• Exercise objective: From the very first line down to the line containing "works. The watcher", write out the material exactly as it appears, and no more.

• Records for this exercise:
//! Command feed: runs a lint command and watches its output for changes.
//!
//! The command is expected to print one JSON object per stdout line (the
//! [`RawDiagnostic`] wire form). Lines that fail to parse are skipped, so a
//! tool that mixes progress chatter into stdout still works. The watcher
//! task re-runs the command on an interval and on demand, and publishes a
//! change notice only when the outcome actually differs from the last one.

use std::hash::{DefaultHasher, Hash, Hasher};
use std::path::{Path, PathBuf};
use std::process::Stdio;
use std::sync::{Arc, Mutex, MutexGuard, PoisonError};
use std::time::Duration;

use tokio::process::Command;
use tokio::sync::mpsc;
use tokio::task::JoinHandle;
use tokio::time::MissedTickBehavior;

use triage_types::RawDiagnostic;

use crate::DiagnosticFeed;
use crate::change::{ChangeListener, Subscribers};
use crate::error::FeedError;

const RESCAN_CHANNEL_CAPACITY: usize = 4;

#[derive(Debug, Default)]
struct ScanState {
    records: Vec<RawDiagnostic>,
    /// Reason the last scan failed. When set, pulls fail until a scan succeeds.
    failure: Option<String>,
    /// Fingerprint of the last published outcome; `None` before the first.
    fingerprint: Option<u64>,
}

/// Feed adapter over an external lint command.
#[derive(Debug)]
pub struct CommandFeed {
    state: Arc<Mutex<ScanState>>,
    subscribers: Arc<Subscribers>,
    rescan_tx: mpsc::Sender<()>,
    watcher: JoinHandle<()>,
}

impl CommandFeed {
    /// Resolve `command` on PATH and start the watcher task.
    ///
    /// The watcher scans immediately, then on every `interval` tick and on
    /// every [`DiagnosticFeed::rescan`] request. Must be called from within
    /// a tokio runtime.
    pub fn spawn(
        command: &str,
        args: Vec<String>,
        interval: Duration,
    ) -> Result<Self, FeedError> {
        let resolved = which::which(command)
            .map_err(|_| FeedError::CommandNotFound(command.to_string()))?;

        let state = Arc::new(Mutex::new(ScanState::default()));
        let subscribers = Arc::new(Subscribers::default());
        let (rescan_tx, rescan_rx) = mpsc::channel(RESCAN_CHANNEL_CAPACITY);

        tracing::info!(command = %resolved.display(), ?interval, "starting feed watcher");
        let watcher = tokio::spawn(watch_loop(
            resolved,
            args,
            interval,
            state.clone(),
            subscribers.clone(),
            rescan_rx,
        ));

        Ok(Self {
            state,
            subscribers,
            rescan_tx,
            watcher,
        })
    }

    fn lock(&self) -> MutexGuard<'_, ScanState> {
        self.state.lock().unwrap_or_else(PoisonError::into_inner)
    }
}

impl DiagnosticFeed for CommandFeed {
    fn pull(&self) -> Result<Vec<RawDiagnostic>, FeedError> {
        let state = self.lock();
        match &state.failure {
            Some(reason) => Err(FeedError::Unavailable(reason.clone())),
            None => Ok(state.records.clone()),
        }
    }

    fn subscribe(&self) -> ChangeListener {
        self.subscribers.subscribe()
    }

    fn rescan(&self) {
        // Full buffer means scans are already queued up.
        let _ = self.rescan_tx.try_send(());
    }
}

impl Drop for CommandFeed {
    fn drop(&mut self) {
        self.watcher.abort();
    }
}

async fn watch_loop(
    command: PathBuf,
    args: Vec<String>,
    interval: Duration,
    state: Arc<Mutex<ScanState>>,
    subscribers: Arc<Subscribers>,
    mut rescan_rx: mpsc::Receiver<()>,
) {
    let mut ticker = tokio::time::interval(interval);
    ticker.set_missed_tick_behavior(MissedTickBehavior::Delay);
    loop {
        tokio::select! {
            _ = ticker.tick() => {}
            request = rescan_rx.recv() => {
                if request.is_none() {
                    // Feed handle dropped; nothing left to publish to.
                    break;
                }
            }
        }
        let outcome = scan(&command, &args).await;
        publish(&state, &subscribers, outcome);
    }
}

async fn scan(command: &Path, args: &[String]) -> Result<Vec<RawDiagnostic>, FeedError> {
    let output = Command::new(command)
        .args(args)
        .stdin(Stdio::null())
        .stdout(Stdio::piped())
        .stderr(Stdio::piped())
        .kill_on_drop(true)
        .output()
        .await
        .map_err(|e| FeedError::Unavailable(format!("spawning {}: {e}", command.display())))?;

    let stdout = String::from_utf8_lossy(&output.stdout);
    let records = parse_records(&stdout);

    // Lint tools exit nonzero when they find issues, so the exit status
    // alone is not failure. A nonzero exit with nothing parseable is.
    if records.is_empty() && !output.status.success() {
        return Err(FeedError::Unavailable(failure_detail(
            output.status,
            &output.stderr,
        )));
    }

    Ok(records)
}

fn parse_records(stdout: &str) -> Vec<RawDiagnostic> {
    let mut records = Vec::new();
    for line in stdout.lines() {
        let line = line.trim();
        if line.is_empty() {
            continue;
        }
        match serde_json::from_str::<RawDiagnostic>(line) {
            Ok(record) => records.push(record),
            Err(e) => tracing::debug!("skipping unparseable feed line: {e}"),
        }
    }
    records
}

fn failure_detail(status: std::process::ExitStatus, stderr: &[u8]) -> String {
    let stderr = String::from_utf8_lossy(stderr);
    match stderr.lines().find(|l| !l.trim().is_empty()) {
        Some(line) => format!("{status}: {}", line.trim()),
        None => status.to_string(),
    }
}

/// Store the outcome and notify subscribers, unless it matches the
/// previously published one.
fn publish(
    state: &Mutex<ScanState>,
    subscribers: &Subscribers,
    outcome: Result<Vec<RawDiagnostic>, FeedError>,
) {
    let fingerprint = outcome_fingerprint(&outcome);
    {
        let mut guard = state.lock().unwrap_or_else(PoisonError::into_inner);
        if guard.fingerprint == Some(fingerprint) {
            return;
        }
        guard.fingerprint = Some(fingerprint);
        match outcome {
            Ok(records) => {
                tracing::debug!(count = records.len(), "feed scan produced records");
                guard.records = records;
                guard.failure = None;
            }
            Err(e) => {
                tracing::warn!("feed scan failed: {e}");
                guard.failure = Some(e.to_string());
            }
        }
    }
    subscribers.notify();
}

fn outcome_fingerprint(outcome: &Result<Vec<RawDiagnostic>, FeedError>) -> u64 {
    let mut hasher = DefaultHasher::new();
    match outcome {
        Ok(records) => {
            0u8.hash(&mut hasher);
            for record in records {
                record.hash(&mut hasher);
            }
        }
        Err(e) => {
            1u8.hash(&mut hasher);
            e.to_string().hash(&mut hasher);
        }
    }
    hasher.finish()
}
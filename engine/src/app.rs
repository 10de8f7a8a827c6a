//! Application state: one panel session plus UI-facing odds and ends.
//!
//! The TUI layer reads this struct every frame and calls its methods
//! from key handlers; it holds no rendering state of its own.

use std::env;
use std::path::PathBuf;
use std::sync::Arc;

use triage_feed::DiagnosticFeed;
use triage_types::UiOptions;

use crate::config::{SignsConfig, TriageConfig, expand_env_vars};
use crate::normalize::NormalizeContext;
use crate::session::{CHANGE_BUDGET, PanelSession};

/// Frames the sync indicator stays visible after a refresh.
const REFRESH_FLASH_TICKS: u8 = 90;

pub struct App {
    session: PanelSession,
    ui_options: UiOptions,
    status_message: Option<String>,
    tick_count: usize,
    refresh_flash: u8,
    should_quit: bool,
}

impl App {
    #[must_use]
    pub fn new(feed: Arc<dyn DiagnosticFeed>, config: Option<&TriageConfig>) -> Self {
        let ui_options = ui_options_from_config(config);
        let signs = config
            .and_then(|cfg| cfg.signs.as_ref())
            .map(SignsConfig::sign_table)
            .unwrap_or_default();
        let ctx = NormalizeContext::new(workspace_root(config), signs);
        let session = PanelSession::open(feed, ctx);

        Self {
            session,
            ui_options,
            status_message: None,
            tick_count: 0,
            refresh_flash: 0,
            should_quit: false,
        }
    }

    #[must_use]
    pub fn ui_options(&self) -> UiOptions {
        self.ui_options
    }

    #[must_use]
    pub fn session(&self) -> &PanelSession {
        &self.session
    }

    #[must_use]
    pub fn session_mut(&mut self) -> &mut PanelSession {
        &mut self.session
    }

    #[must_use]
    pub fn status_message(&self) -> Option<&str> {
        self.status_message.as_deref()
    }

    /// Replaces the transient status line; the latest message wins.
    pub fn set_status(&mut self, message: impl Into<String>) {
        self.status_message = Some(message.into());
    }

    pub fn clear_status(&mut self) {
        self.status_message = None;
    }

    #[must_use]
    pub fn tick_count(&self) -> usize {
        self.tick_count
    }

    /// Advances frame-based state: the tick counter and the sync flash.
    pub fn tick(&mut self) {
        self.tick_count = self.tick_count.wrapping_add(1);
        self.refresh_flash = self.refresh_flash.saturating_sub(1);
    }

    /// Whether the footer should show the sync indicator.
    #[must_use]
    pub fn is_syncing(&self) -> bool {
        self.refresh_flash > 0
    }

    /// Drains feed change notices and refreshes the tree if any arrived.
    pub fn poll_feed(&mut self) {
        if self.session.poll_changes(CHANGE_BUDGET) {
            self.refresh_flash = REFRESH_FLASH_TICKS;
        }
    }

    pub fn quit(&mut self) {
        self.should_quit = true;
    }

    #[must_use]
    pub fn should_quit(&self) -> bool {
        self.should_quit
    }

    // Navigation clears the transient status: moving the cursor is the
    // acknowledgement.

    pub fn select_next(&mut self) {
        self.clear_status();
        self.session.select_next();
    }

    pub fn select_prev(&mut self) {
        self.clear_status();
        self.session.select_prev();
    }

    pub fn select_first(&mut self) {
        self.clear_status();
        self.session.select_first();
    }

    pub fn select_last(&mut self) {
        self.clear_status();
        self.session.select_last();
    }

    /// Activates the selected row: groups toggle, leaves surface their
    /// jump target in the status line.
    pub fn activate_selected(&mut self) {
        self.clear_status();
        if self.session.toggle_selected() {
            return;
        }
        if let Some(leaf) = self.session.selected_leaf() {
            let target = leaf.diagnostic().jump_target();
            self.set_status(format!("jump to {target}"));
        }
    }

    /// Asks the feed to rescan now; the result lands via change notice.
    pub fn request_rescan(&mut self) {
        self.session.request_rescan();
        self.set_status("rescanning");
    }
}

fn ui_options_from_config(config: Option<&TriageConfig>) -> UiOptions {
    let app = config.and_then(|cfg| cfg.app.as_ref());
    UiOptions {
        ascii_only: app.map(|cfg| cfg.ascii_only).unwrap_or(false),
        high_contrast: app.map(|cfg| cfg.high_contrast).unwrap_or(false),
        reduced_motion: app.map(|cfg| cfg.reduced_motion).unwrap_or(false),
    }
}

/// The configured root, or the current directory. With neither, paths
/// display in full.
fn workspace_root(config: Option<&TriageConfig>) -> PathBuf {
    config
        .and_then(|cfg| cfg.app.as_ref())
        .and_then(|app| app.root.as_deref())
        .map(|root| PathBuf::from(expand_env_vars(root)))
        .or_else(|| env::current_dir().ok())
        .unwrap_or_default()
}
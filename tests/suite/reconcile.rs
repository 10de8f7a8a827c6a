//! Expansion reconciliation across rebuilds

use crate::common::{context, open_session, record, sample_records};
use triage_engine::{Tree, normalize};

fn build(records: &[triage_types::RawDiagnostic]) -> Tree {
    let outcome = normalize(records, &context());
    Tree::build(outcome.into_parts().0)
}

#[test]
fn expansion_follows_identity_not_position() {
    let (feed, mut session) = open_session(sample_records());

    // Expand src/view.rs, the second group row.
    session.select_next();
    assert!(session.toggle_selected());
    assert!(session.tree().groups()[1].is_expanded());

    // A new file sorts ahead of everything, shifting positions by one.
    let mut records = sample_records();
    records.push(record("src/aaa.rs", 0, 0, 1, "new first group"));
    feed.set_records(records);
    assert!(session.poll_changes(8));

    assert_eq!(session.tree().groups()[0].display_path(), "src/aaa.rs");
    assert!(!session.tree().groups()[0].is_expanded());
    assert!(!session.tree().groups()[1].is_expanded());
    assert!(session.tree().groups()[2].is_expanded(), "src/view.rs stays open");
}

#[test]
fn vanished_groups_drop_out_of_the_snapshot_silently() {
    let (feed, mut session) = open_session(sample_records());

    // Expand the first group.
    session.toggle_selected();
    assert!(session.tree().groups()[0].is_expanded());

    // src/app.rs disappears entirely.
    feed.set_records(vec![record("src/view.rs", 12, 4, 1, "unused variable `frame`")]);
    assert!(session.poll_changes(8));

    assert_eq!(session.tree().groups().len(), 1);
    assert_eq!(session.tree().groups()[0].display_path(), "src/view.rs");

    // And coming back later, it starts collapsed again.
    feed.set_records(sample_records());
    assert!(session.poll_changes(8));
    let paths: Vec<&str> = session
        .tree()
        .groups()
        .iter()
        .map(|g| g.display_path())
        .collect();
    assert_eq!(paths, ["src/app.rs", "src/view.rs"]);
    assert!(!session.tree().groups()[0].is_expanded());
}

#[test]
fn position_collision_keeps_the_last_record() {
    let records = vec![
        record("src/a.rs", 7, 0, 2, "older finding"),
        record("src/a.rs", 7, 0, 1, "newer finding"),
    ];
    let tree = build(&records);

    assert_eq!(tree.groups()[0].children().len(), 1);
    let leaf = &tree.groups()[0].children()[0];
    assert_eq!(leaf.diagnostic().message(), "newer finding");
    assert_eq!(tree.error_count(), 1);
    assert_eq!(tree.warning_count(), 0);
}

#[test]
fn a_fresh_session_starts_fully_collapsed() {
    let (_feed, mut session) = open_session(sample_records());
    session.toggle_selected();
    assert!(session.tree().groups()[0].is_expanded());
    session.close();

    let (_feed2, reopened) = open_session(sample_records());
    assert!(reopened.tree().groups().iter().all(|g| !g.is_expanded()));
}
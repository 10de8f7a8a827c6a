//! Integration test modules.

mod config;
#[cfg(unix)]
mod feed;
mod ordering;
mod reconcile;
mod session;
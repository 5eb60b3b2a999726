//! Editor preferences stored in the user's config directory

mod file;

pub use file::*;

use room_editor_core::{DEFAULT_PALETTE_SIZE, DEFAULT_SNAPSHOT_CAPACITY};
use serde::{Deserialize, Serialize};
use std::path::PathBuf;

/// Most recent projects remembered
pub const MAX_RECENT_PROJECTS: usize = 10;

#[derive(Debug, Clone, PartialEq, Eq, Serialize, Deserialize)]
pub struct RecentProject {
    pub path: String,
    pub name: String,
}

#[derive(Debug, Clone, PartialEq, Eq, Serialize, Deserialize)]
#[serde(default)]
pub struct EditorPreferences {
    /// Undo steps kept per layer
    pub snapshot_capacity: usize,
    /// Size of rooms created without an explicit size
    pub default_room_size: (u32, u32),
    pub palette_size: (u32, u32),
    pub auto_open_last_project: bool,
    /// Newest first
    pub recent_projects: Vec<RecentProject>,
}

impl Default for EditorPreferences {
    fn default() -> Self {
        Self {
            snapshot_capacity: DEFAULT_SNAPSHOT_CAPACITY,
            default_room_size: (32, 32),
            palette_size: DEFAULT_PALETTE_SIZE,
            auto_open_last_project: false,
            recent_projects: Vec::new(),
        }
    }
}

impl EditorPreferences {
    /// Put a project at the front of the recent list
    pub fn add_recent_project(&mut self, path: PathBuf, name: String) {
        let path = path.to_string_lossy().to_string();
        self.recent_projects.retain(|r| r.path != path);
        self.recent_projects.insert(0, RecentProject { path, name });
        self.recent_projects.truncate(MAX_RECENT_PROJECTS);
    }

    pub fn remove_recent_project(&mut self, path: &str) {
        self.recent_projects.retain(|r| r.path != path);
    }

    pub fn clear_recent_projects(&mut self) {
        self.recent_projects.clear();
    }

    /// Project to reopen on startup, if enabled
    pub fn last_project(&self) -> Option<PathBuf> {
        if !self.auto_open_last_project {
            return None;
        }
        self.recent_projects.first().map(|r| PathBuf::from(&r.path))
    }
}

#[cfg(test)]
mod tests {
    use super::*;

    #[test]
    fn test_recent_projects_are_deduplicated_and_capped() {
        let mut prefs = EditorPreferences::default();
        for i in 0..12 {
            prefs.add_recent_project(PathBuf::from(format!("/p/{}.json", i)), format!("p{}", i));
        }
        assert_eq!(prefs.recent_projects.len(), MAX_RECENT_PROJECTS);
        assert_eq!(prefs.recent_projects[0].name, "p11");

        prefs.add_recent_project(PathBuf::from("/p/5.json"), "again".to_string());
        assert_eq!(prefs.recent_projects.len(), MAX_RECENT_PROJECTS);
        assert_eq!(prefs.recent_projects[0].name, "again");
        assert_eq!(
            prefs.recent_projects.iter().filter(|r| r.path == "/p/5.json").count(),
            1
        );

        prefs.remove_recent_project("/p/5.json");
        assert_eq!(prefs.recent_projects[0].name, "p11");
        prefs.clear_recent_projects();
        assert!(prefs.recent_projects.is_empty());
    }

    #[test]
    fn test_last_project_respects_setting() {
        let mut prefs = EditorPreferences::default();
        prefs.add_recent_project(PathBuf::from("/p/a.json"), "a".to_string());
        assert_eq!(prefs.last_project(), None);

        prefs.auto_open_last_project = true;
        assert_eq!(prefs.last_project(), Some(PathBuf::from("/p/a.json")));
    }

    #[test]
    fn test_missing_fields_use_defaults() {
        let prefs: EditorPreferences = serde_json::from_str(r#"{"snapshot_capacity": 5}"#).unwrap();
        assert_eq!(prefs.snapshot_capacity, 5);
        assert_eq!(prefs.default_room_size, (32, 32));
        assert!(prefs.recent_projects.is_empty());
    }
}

• Answer to this exercise:
//! Command feed: runs a lint command and watches its output for changes.
//!
//! The command is expected to print one JSON object per stdout line (the
//! [`RawDiagnostic`] wire form). Lines that fail to parse are skipped, so a
//! tool that mixes progress chatter into stdout still works. The watcher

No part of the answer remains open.